That algorithm is gradient descent. At each point, it needs a direction that locally decreases the loss. The derivative (for one variable) and the gradient (for many variables) provide exactly that: local information about which way the function is rising and how steeply. Follow the negative gradient, take a small step, repeat.

Why can't you just plot the loss surface and find the minimum by eye for a real model?

The one-sentence version

Derivatives and gradients are the tools that let an algorithm navigate a billion-dimensional loss landscape using only local information at whatever point it's currently at.

In a billion-dimensional weight space, what does computing a gradient at a point give you?

At its core, what is "training an ML model"?

2. The derivative, from scratch

A derivative answers a single question: if I wiggle the input a tiny bit, how much does the output change? The ratio — output change over input change, taken in the limit as the wiggle shrinks to zero — is the derivative. Everything else in this lesson is a corollary of that one idea.

The slope of a secant line

Take the function $f(x) = x^2$. At $x = 1$, $f(1) = 1$. At $x = 1.1$, $f(1.1) = 1.21$. So as $x$ moved from 1 to 1.1, $f$ moved from 1 to 1.21. The average rate of change over that interval is:

\frac{f(1.1) - f(1)}{1.1 - 1} = \frac{1.21 - 1}{0.1} = \frac{0.21}{0.1} = 2.1

Geometrically, that number is the slope of the straight line drawn through the two points $(1, 1)$ and $(1.1, 1.21)$ on the curve. That line is called a secant line — it cuts through the curve at two points.

Now shrink the wiggle. Try $x = 1$ and $x = 1.01$:

\frac{f(1.01) - f(1)}{1.01 - 1} = \frac{1.0201 - 1}{0.01} = 2.01

And again, $x = 1$ and $x = 1.001$:

\frac{f(1.001) - f(1)}{1.001 - 1} = \frac{1.002001 - 1}{0.001} = 2.001

The slopes are heading toward 2. As the wiggle shrinks, the secant slope converges to a specific number.
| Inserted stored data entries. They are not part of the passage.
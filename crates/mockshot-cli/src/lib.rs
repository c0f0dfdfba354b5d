//! Mockshot CLI Library
//!
//! Command-line front end for the Mockshot capture and export engine.

#![warn(missing_docs)]
#![allow(clippy::module_name_repetitions)]
#![allow(clippy::missing_errors_doc)]

mod commands;
mod config;
mod error;
pub mod handlers;
mod output;

pub use commands::{
    AnimateArgs, AnimationFormatArg, CaptureArgs, Cli, ColorArg, Commands, CompositeArgs,
    CompositeOpts, ConfigArgs, EstimateArgs, FormatArg,
};
pub use config::{CliConfig, ColorChoice, Verbosity};
pub use error::{CliError, CliResult};
pub use output::{artifact_summary, ProgressReporter};
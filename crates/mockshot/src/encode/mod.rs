//! Encoder collaborators.
//!
//! The export orchestrator talks to bitstream encoders only through the
//! traits in this module. Default implementations sit on `image` (PNG, JPEG,
//! WebP), `png` and `gif`; MP4 output is a Motion-JPEG track in a minimal
//! ISO-BMFF container.

mod gif;
mod mp4;
mod still;

pub use self::gif::GifAnimationEncoder;
pub use self::mp4::MjpegMp4Encoder;
pub use self::still::{CompressionLevel, ImageStillEncoder};

use crate::bitmap::RasterBitmap;
use crate::result::EncodeError;
use crate::settings::{ExportFormat, ExportSettings};
use async_trait::async_trait;

/// Encodes one bitmap into a still-image file
#[async_trait]
pub trait StillEncoder: Send + Sync {
    /// Encode `bitmap` as `format`; `quality` (1-100) is ignored by lossless formats
    async fn encode_still(
        &self,
        bitmap: &RasterBitmap,
        format: ExportFormat,
        quality: u8,
    ) -> Result<Vec<u8>, EncodeError>;
}

/// Parameters fixed for the lifetime of one animation
#[derive(Debug, Clone, Copy, PartialEq, Eq)]
pub struct AnimationParams {
    /// GIF or MP4
    pub format: ExportFormat,
    /// Frame width in pixels
    pub width: u32,
    /// Frame height in pixels
    pub height: u32,
    /// Frames per second (video)
    pub frame_rate: u8,
    /// Delay for frames that carry none, in milliseconds
    pub default_delay_ms: u32,
    /// Quality / colour depth trade-off (1-100)
    pub quality: u8,
    /// Loop count (0 = infinite)
    pub loop_count: u16,
    /// Target bitrate in kbps
    pub bitrate_kbps: u32,
}

impl AnimationParams {
    /// Derive parameters from export settings and the final frame size
    #[must_use]
    pub fn from_settings(settings: &ExportSettings, width: u32, height: u32) -> Self {
        Self {
            format: settings.format,
            width,
            height,
            frame_rate: settings.frame_rate.max(1),
            default_delay_ms: settings.frame_delay_ms,
            quality: settings.quality.clamp(1, 100),
            loop_count: settings.loop_count,
            bitrate_kbps: settings.bitrate_kbps,
        }
    }
}

/// An open animation, fed frames strictly in display order
#[async_trait]
pub trait AnimationSink: Send {
    /// Append one frame
    async fn push_frame(&mut self, bitmap: &RasterBitmap, delay_ms: u32)
        -> Result<(), EncodeError>;

    /// Frames accepted so far
    fn frames_written(&self) -> usize;

    /// Close the stream and return the encoded file; the sink is spent afterwards
    async fn finish(&mut self) -> Result<Vec<u8>, EncodeError>;
}

/// Factory for [`AnimationSink`]s
pub trait AnimationEncoder: Send + Sync {
    /// Whether this encoder produces `format`
    fn supports(&self, format: ExportFormat) -> bool;

    /// Open a new animation
    fn begin(&self, params: &AnimationParams) -> Result<Box<dyn AnimationSink>, EncodeError>;
}

/// Map quality (1-100) to NeuQuant speed (1-30); higher quality is slower
#[must_use]
pub fn quality_to_speed(quality: u8) -> i32 {
    let normalized = i32::from(100 - quality.clamp(1, 100));
    (normalized * 29 / 100 + 1).clamp(1, 30)
}

fn spent_sink(format: ExportFormat) -> EncodeError {
    EncodeError::encoder(format!("{format} stream already finished"))
}
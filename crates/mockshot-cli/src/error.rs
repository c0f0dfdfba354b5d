//! Error types for the CLI

use thiserror::Error;

/// Result type for CLI operations
pub type CliResult<T> = Result<T, CliError>;

/// Errors that can occur in the CLI
#[derive(Debug, Error)]
pub enum CliError {
    /// Configuration error
    #[error("Configuration error: {message}")]
    Config {
        /// Error message
        message: String,
    },

    /// Invalid argument
    #[error("Invalid argument: {message}")]
    InvalidArgument {
        /// Error message
        message: String,
    },

    /// Export did not produce an artifact
    #[error("Export failed: {message}")]
    Export {
        /// Error message
        message: String,
    },

    /// IO error
    #[error("I/O error: {0}")]
    Io(#[from] std::io::Error),

    /// Mockshot library error
    #[error("Mockshot error: {0}")]
    Mockshot(#[from] mockshot::MockshotError),
}

impl CliError {
    /// Create a configuration error
    #[must_use]
    pub fn config(message: impl Into<String>) -> Self {
        Self::Config {
            message: message.into(),
        }
    }

    /// Create an invalid argument error
    #[must_use]
    pub fn invalid_argument(message: impl Into<String>) -> Self {
        Self::InvalidArgument {
            message: message.into(),
        }
    }

    /// Create an export error
    #[must_use]
    pub fn export(message: impl Into<String>) -> Self {
        Self::Export {
            message: message.into(),
        }
    }
}
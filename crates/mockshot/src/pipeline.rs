//! One-call facade over capture, composite and export.

use crate::bitmap::{FrameSequence, RasterBitmap};
use crate::capture::{capture, Rasterizer, Region, DEFAULT_CAPTURE_TIMEOUT};
use crate::composite::{composite, CompositeResult};
use crate::config::MockshotConfig;
use crate::export::{AnimatedExport, CaptureSequence, ExportArtifact, Exporter, ProgressSink};
use crate::result::MockshotResult;
use crate::settings::{CaptureSettings, ExportSettings};
use std::sync::Arc;
use std::time::Duration;

/// Capture-to-artifact pipeline bound to one rasterizer
#[derive(Debug)]
pub struct MockupPipeline<R: ?Sized> {
    rasterizer: Arc<R>,
    exporter: Exporter,
    timeout: Duration,
}

impl<R: Rasterizer + ?Sized> MockupPipeline<R> {
    /// Pipeline with default encoders and timeout
    #[must_use]
    pub fn new(rasterizer: Arc<R>) -> Self {
        Self {
            rasterizer,
            exporter: Exporter::default(),
            timeout: DEFAULT_CAPTURE_TIMEOUT,
        }
    }

    /// Pipeline configured from `config`
    #[must_use]
    pub fn from_config(rasterizer: Arc<R>, config: &MockshotConfig) -> Self {
        Self {
            rasterizer,
            exporter: config.exporter(),
            timeout: config.capture_timeout(),
        }
    }

    /// Replace the exporter
    #[must_use]
    pub fn with_exporter(mut self, exporter: Exporter) -> Self {
        self.exporter = exporter;
        self
    }

    /// Set the capture timeout
    #[must_use]
    pub const fn with_timeout(mut self, timeout: Duration) -> Self {
        self.timeout = timeout;
        self
    }

    /// The exporter in use
    #[must_use]
    pub const fn exporter(&self) -> &Exporter {
        &self.exporter
    }

    /// Rasterize `region`
    pub async fn capture(&self, region: &Region, settings: &CaptureSettings) -> MockshotResult<RasterBitmap> {
        Ok(capture(&*self.rasterizer, region, settings, self.timeout).await?)
    }

    /// Rasterize and post-process `region` for preview
    pub async fn preview(&self, region: &Region, settings: &CaptureSettings) -> MockshotResult<CompositeResult> {
        let bitmap = self.capture(region, settings).await?;
        Ok(composite(&bitmap, &settings.composite_settings())?)
    }

    /// Capture `region` and export it as `settings.format`
    pub async fn export_region<P>(
        &self,
        region: &Region,
        settings: &CaptureSettings,
        progress: &mut P,
    ) -> MockshotResult<ExportArtifact>
    where
        P: ProgressSink + ?Sized,
    {
        self.export_region_with(region, settings, &ExportSettings::from_capture(settings), progress)
            .await
    }

    /// Capture `region` and export it with explicit `export` settings
    /// (file stem, target size, format) instead of ones derived from `settings`
    #[tracing::instrument(skip_all, fields(region = %region.id, format = %export.format))]
    pub async fn export_region_with<P>(
        &self,
        region: &Region,
        settings: &CaptureSettings,
        export: &ExportSettings,
        progress: &mut P,
    ) -> MockshotResult<ExportArtifact>
    where
        P: ProgressSink + ?Sized,
    {
        let bitmap = self.capture(region, settings).await?;
        self.exporter
            .export_artifact(FrameSequence::single(bitmap), export, progress)
            .await
    }

    /// Open a cancellable animated export that captures each region on demand
    pub fn animate(
        &self,
        regions: impl IntoIterator<Item = (Region, u32)>,
        capture_settings: CaptureSettings,
        export_settings: ExportSettings,
    ) -> MockshotResult<AnimatedExport<'_, CaptureSequence<R>>> {
        let mut source = CaptureSequence::new(Arc::clone(&self.rasterizer), capture_settings, self.timeout);
        for (region, delay_ms) in regions {
            source.push(region, delay_ms);
        }
        self.exporter.animated(source, export_settings)
    }
}
//! Closed-form size and duration estimates for the export dialog.
//!
//! These are display hints, not predictions: real encoder output depends on
//! image content. Only monotonicity is guaranteed.

use crate::settings::{ExportFormat, ExportSettings};
use serde::{Deserialize, Serialize};

/// Raw-pixel bytes per estimated output byte
pub const DEFAULT_BYTES_DIVISOR: f64 = 10.0;

/// `frames * width * height * (quality / 100) / divisor`, in bytes
#[must_use]
pub fn estimate_file_size(width: u32, height: u32, quality: u8, frame_count: usize) -> u64 {
    estimate_file_size_with(width, height, quality, frame_count, DEFAULT_BYTES_DIVISOR)
}

/// [`estimate_file_size`] with a custom divisor
#[must_use]
pub fn estimate_file_size_with(
    width: u32,
    height: u32,
    quality: u8,
    frame_count: usize,
    divisor: f64,
) -> u64 {
    let divisor = if divisor.is_finite() && divisor > 0.0 {
        divisor
    } else {
        DEFAULT_BYTES_DIVISOR
    };
    let pixels = f64::from(width) * f64::from(height) * frame_count as f64;
    let quality = f64::from(quality.min(100)) / 100.0;
    (pixels * quality / divisor).round() as u64
}

/// GIF duration: every frame shows for `delay_ms`
#[must_use]
pub fn estimate_gif_duration_ms(frame_count: usize, delay_ms: u32) -> u64 {
    (frame_count as u64).saturating_mul(u64::from(delay_ms))
}

/// Video duration in seconds at `fps`
#[must_use]
pub fn estimate_video_duration_secs(frame_count: usize, fps: u8) -> f64 {
    frame_count as f64 / f64::from(fps.max(1))
}

/// Video size in bytes from bitrate and duration
#[must_use]
pub fn estimate_video_size(bitrate_kbps: u32, duration_secs: f64) -> u64 {
    if !duration_secs.is_finite() || duration_secs <= 0.0 {
        return 0;
    }
    (f64::from(bitrate_kbps) * 1000.0 / 8.0 * duration_secs).round() as u64
}

/// Everything the export dialog shows before the user commits
#[derive(Debug, Clone, Copy, PartialEq, Serialize, Deserialize)]
pub struct ExportEstimate {
    /// Estimated file size in bytes
    pub bytes: u64,
    /// Playback duration in milliseconds (0 for stills)
    pub duration_ms: u64,
    /// Frames in the output
    pub frame_count: usize,
}

impl ExportEstimate {
    /// Estimate an export of `frame_count` frames of `width x height`
    #[must_use]
    pub fn for_settings(
        settings: &ExportSettings,
        width: u32,
        height: u32,
        frame_count: usize,
        divisor: f64,
    ) -> Self {
        let (width, height) = settings.target_size(width, height);
        match settings.format {
            ExportFormat::Mp4 => {
                let secs = estimate_video_duration_secs(frame_count, settings.frame_rate);
                Self {
                    bytes: estimate_video_size(settings.bitrate_kbps, secs),
                    duration_ms: (secs * 1000.0).round() as u64,
                    frame_count,
                }
            }
            ExportFormat::Gif => Self {
                bytes: estimate_file_size_with(width, height, settings.quality, frame_count, divisor),
                duration_ms: estimate_gif_duration_ms(frame_count, settings.frame_delay_ms),
                frame_count,
            },
            ExportFormat::Png | ExportFormat::Jpeg | ExportFormat::Webp => Self {
                bytes: estimate_file_size_with(width, height, settings.quality, frame_count.min(1), divisor),
                duration_ms: 0,
                frame_count: frame_count.min(1),
            },
        }
    }
}

/// Human-readable byte count (`1.5 MB`)
#[must_use]
pub fn format_bytes(bytes: u64) -> String {
    const UNITS: [&str; 4] = ["B", "KB", "MB", "GB"];
    let mut value = bytes as f64;
    let mut unit = 0;
    while value >= 1024.0 && unit < UNITS.len() - 1 {
        value /= 1024.0;
        unit += 1;
    }
    if unit == 0 {
        format!("{bytes} B")
    } else {
        format!("{value:.1} {}", UNITS[unit])
    }
}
That limiting number is the derivative at $x = 1$.

For $f(x) = x^2$, compute the secant slope between $x = 2$ and $x = 2.1$.

The limit definition

The symbolic version uses a variable wiggle $h$ and lets it shrink to zero. This is the actual definition of a derivative:

f'(x) = \lim_{h \to 0} \frac{f(x + h) - f(x)}{h}

For $f(x) = x^2$, plug in and expand:

\frac{f(x + h) - f(x)}{h} = \frac{(x + h)^2 - x^2}{h} = \frac{x^2 + 2xh + h^2 - x^2}{h} = \frac{2xh + h^2}{h} = 2x + h

Now let $h \to 0$. The $h$ term disappears and we're left with:

$$f'(x) = 2x$$

The power-rule shortcut "bring the exponent down, subtract one" is the compressed answer you get after running this limit argument in general. The rules throughout calculus are derived the same way.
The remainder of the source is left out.